## Task
For the entries below, repeat exactly each line starting with the one that contains "let activity = self.activity(external);" and going on through the one that contains "if !self.activity(external).has_inference_activity(goal) =>", and no others.
--- Source material ---
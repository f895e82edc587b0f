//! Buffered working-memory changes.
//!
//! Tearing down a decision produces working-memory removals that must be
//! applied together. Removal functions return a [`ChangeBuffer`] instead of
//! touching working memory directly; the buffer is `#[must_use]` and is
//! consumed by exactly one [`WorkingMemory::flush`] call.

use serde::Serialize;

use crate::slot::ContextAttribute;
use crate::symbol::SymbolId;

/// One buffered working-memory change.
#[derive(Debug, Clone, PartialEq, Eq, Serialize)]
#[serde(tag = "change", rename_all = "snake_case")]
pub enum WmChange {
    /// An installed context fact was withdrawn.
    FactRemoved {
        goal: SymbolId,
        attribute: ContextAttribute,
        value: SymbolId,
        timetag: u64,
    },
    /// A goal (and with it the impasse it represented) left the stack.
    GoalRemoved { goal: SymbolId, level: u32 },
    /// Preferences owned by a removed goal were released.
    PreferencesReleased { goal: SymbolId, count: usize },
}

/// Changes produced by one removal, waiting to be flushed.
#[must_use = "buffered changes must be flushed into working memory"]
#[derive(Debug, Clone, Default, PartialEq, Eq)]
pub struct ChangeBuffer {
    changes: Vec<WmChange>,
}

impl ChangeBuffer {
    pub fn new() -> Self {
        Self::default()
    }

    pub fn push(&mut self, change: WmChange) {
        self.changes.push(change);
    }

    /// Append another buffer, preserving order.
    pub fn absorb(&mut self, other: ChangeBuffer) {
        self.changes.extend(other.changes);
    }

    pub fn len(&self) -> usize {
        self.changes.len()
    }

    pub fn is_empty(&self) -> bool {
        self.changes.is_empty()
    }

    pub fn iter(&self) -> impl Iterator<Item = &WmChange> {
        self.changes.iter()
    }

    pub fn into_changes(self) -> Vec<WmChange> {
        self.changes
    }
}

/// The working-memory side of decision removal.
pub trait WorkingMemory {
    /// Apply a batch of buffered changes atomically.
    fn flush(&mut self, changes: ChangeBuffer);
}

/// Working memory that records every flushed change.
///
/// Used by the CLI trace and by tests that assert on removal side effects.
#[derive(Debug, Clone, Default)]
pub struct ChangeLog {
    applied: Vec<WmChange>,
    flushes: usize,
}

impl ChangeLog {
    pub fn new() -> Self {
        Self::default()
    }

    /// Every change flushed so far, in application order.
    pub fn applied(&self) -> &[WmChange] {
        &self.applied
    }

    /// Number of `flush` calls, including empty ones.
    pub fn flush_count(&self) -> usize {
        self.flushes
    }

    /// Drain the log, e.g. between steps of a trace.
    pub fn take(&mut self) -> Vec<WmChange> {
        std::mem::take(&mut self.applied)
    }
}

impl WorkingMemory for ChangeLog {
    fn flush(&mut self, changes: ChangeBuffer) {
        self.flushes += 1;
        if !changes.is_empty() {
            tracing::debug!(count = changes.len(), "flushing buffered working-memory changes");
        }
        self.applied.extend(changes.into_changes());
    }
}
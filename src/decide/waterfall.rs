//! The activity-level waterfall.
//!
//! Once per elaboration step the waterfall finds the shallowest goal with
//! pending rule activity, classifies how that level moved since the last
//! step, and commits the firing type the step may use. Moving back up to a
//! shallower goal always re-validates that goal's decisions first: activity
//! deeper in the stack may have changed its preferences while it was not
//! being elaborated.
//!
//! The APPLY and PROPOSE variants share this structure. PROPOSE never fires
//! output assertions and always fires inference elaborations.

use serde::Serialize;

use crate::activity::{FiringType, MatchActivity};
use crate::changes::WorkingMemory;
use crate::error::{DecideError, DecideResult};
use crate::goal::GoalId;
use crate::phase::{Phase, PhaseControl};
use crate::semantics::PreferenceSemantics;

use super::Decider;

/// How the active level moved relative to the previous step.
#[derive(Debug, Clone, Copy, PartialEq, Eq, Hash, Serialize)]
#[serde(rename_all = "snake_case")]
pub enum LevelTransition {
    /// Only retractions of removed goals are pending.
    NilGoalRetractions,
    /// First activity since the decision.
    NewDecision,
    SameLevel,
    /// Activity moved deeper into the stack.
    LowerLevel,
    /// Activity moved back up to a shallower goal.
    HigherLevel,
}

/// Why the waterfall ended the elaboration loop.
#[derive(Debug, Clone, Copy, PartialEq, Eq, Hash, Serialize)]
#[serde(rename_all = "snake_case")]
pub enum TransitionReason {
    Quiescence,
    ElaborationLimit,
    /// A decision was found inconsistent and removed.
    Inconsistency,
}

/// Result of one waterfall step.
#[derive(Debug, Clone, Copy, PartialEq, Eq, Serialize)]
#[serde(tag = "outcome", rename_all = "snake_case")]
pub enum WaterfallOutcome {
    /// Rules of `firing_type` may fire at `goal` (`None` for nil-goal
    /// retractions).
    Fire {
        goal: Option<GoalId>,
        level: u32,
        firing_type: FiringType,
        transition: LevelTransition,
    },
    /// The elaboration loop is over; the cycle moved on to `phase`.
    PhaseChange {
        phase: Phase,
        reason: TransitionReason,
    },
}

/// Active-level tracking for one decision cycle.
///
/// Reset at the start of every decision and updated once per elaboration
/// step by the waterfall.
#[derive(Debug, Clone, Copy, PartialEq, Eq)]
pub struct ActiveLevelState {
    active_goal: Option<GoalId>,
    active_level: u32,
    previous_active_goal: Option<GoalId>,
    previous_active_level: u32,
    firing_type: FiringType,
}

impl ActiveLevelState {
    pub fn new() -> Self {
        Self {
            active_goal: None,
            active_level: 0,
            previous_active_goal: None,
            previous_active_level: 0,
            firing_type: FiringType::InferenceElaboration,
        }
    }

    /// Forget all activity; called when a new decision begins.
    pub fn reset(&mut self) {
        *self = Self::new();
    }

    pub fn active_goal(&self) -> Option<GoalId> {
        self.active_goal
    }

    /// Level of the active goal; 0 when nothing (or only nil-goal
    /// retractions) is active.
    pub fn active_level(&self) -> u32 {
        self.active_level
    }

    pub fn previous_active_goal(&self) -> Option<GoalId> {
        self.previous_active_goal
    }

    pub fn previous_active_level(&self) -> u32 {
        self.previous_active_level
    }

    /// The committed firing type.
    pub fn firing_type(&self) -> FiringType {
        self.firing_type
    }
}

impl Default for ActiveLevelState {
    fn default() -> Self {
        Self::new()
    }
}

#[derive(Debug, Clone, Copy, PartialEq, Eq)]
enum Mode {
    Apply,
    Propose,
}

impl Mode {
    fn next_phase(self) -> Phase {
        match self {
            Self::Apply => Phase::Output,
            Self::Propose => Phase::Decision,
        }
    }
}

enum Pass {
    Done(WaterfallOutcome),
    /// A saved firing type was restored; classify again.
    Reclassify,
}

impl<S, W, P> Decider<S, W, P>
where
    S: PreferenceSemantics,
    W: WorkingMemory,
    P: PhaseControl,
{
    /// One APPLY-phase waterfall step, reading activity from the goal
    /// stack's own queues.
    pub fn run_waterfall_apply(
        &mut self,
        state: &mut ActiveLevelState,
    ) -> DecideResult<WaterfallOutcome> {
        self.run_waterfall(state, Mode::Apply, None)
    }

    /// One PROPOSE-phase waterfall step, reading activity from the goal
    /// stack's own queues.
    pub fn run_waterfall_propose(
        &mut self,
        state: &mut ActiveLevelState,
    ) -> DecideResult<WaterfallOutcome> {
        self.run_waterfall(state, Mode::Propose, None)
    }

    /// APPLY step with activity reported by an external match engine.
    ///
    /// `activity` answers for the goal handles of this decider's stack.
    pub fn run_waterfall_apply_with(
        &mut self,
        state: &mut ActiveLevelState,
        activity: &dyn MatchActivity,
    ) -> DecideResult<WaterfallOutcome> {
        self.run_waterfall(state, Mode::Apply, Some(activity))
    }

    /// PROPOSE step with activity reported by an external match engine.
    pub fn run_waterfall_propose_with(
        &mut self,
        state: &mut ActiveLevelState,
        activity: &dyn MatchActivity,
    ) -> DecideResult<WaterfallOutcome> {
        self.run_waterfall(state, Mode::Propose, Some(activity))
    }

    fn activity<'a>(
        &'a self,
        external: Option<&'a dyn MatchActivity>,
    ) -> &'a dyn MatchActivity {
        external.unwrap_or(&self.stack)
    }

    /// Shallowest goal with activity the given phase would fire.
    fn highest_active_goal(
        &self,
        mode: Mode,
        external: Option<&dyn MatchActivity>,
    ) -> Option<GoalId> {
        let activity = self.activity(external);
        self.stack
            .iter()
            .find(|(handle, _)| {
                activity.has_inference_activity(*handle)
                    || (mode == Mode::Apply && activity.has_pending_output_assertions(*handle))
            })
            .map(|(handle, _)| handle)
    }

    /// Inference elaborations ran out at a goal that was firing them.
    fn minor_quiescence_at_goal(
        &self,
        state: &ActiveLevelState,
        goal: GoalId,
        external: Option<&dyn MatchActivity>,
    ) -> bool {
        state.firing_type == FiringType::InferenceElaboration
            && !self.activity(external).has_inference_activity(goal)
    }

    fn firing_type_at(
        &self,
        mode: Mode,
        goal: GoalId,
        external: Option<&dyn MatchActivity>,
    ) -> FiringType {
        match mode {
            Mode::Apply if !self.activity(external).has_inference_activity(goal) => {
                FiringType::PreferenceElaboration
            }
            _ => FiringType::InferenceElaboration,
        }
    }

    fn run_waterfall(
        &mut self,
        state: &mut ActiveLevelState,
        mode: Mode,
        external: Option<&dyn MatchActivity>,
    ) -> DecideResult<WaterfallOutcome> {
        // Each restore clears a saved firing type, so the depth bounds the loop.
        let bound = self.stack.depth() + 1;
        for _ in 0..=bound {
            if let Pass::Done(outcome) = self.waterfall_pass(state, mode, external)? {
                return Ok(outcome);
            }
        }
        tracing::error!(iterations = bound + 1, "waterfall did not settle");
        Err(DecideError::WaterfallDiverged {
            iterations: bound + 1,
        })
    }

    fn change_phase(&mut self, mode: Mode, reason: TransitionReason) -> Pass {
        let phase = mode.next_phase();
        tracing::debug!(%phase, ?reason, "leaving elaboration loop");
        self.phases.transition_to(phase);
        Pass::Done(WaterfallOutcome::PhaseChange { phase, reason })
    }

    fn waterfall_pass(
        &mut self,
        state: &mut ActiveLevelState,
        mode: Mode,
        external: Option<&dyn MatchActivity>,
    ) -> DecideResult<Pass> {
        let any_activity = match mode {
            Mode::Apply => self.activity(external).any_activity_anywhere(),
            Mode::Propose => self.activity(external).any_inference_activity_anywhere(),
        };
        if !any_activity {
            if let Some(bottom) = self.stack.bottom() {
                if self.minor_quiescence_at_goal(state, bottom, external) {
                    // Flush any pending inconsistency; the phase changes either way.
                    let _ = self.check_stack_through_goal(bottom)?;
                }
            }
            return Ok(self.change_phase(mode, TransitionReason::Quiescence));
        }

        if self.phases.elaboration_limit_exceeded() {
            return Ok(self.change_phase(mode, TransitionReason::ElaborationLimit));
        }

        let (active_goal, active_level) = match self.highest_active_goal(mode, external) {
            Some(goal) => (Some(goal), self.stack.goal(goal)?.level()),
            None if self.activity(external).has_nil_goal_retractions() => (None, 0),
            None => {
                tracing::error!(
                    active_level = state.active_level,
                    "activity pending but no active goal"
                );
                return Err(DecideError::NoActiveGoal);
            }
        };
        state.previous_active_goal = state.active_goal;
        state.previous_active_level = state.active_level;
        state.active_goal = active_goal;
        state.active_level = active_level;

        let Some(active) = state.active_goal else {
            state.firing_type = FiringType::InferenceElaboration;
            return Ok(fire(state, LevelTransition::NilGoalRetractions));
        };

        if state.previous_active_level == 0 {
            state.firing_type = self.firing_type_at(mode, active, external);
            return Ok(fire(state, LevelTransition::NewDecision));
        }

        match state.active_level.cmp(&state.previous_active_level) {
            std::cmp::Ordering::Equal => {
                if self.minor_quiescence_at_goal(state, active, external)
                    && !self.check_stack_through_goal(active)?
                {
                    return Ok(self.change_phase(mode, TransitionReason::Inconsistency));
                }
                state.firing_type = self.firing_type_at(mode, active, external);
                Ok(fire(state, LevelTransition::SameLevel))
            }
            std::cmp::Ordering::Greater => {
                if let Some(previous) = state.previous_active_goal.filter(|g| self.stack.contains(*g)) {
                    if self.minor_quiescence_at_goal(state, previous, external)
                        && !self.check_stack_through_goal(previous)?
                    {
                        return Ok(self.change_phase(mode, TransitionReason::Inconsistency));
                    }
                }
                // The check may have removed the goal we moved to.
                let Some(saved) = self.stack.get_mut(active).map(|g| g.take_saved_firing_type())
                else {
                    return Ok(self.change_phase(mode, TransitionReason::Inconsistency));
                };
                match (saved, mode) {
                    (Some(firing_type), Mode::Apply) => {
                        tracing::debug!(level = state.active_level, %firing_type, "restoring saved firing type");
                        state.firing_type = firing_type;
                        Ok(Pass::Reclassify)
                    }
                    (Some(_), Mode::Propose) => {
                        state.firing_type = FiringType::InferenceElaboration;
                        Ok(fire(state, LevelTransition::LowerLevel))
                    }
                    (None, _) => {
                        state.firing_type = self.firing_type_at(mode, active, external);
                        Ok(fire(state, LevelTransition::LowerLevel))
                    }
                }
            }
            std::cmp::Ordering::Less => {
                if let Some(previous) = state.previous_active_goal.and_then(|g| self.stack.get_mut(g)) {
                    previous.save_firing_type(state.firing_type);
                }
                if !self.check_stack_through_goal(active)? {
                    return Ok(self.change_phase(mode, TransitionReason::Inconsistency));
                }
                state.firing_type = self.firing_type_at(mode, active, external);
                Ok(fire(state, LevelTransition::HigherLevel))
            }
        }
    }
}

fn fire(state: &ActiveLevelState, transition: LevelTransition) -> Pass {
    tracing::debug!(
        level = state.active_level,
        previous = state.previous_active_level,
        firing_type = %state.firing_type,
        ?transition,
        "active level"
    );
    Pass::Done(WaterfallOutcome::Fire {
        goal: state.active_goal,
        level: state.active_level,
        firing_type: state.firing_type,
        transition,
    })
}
---
## Result
        let activity = self.activity(external);
        self.stack
            .iter()
            .find(|(handle, _)| {
                activity.has_inference_activity(*handle)
                    || (mode == Mode::Apply && activity.has_pending_output_assertions(*handle))
            })
            .map(|(handle, _)| handle)
    }

    /// Inference elaborations ran out at a goal that was firing them.
    fn minor_quiescence_at_goal(
        &self,
        state: &ActiveLevelState,
        goal: GoalId,
        external: Option<&dyn MatchActivity>,
    ) -> bool {
        state.firing_type == FiringType::InferenceElaboration
            && !self.activity(external).has_inference_activity(goal)
    }

    fn firing_type_at(
        &self,
        mode: Mode,
        goal: GoalId,
        external: Option<&dyn MatchActivity>,
    ) -> FiringType {
        match mode {
            Mode::Apply if !self.activity(external).has_inference_activity(goal) => {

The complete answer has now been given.